Breaking into the construction industry

Her six months in school flew by and two days before she was scheduled to graduate from UFV Applied Business Technology program  in June 2012, Gaylene found herself employed at Flatiron Construction Corp., a construction company that builds roads, bridges, highways, and dams across North America.

For her first two and half years with Flatiron, Gaylene worked on a project based in Chilliwack, B.C., where she got a variety of work experience as an office assistant, claims clerk, and indigenous coordinator.

When the project came to a close, she was transferred to the Ruskin Dam and Powerhouse project on the Stave River, outside of Mission, B.C. This dam has supplied the Lower Mainland with electricity since the 1930s and Flatiron is part of a joint venture to perform upgrades, as per a contract with BC Hydro.

Gaylene joined the project as a document controller, to manage the approval, distribution, use, and storage of plans, drawings, invoices, specs, and more.

Her new duties include tracking all the documentation that flows between Flatiron and BC Hydro about the project. “I am the assigned document controller for Flatiron,” Gaylene explains, “and I work in collaboration with a team of document control specialists on the BC Hydro team.”

New challenges = new learning opportunities

Her new role took Gaylene on an unexpected learning curve.

“We had touched on document management in my office training,” she says. “And the company had already preset procedures for me to follow. But I realized that there was more to learn.”

With funds provided by her company’s career development program, Gaylene signed up for UFV’s Records Management classes to expand her skills and earn a specialty certificate that built upon her previous Applied Business Technology training.

Classes were offered online and she was able to continue working full-time. She was no longer a single mom, but her family had grown from three to five children between the age of 11 and 19. “I loved the online option,” she stresses. “It was awesome.”

Applying learning in the workplace

Her Records Management training led Gaylene to identify ways to improve her company’s document control procedures. “My UFV classes helped me with the archival aspect of document control,” Gaylene notes. “Currently, Flatiron does not have a standardized document retention schedule. But they are open to me helping develop one.”

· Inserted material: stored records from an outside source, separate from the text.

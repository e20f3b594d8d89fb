use super::super::{CallToolResult, Content};

pub(in crate::tools::dispatch) fn tool_error(
    code: &'static str,
    message: impl Into<String>,
) -> CallToolResult {
    let message = message.into();
    log::debug!("tool error ({code}): {message}");
    CallToolResult::error(vec![Content::text(format!("error: {code}\n{message}"))])
}

pub(in crate::tools::dispatch) fn invalid_request(message: impl Into<String>) -> CallToolResult {
    tool_error("invalid_request", message)
}

pub(in crate::tools::dispatch) fn internal_error(message: impl Into<String>) -> CallToolResult {
    tool_error("internal", message)
}
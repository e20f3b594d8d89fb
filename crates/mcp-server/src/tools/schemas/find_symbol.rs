use rmcp::schemars;
use serde::Deserialize;

#[derive(Debug, Deserialize, schemars::JsonSchema)]
pub struct FindSymbolRequest {
    /// Symbol name or regex
    #[schemars(description = "Symbol name to search for (supports regex).")]
    pub symbol: String,

    /// Directory to search (default: "src")
    #[schemars(description = "Directory to search in (default: src).")]
    pub directory: Option<String>,

    /// File suffixes (default: ".cpp,.h,.hpp,.c")
    #[schemars(description = "Comma-separated file extensions to search (default: .cpp,.h,.hpp,.c).")]
    pub extensions: Option<String>,
}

In addition, a document control manager at Flatiron’s company headquarters in Calgary is teaching Gaylene to use the company’s project and document management system, built specifically for the construction industry.

Open yourself up to possibilities

That’s a lot of ground to cover in four short years in a new career. According to Gaylene, the secret to a successful career change is to remain open to opportunities.

“It’s easy to have preset ideas about the jobs you would like to get when you graduate,” Gaylene says. “But this type of mindset can limit you. By keeping an open mind during my job search, I found opportunities that I didn’t even know existed when I started out.”

And as her lucky stars would have it, document control proved a perfect niche for Gaylene. “I like to be super-organized,” she says, chuckling. “So this type of work fits my personality well.”